- [Source data]:

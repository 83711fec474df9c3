//! Axum-based HTTP server.

use std::sync::Arc;

use axum::extract::{Query, State};
use axum::routing::get;
use axum::{Json, Router};
use tracing::info;

use txtrail_client::LedgerClient;
use txtrail_enrich::Enricher;
use txtrail_store::TxCacheStore;
use txtrail_types::Address;

use crate::handlers::{assemble_transactions, GetTransactionsRequest, GetTransactionsResponse};
use crate::RpcError;

/// Shared state for request handlers: the collaborators are constructed once
/// at startup and injected here — no ambient globals.
pub struct AppState {
    pub client: Arc<dyn LedgerClient>,
    pub store: Arc<dyn TxCacheStore>,
    pub enricher: Enricher,
}

pub struct RpcServer {
    port: u16,
    state: Arc<AppState>,
}

impl RpcServer {
    pub fn new(port: u16, state: Arc<AppState>) -> Self {
        Self { port, state }
    }

    pub fn router(state: Arc<AppState>) -> Router {
        Router::new()
            .route("/gettransactions", get(get_transactions))
            .with_state(state)
    }

    /// Bind and serve until the process is stopped.
    pub async fn start(&self) -> Result<(), RpcError> {
        let router = Self::router(Arc::clone(&self.state));
        let listener = tokio::net::TcpListener::bind(("0.0.0.0", self.port))
            .await
            .map_err(|e| RpcError::Server(format!("bind port {}: {e}", self.port)))?;
        info!("RPC server listening on port {}", self.port);
        axum::serve(listener, router)
            .await
            .map_err(|e| RpcError::Server(e.to_string()))
    }
}

async fn get_transactions(
    State(state): State<Arc<AppState>>,
    Query(req): Query<GetTransactionsRequest>,
) -> Result<Json<GetTransactionsResponse>, RpcError> {
    let address = Address::new(req.address);
    let response = assemble_transactions(&state, &address).await?;
    Ok(Json(response))
}
//! LMDB cache backend for txtrail.
//!
//! Implements the `TxCacheStore` trait from `txtrail-store` using the `heed`
//! LMDB bindings. All records live in one named database (the "bucket")
//! within a single environment; values are bincode-encoded transactions.

pub mod cache;
pub mod error;

pub use cache::LmdbCacheStore;
pub use error::LmdbError;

- [Task brief]:
In the records above, collect each line with "TxCacheStore".

- [Result for this task]:
use txtrail_store::TxCacheStore;
    pub store: Arc<dyn TxCacheStore>,
//! Implements the `TxCacheStore` trait from `txtrail-store` using the `heed`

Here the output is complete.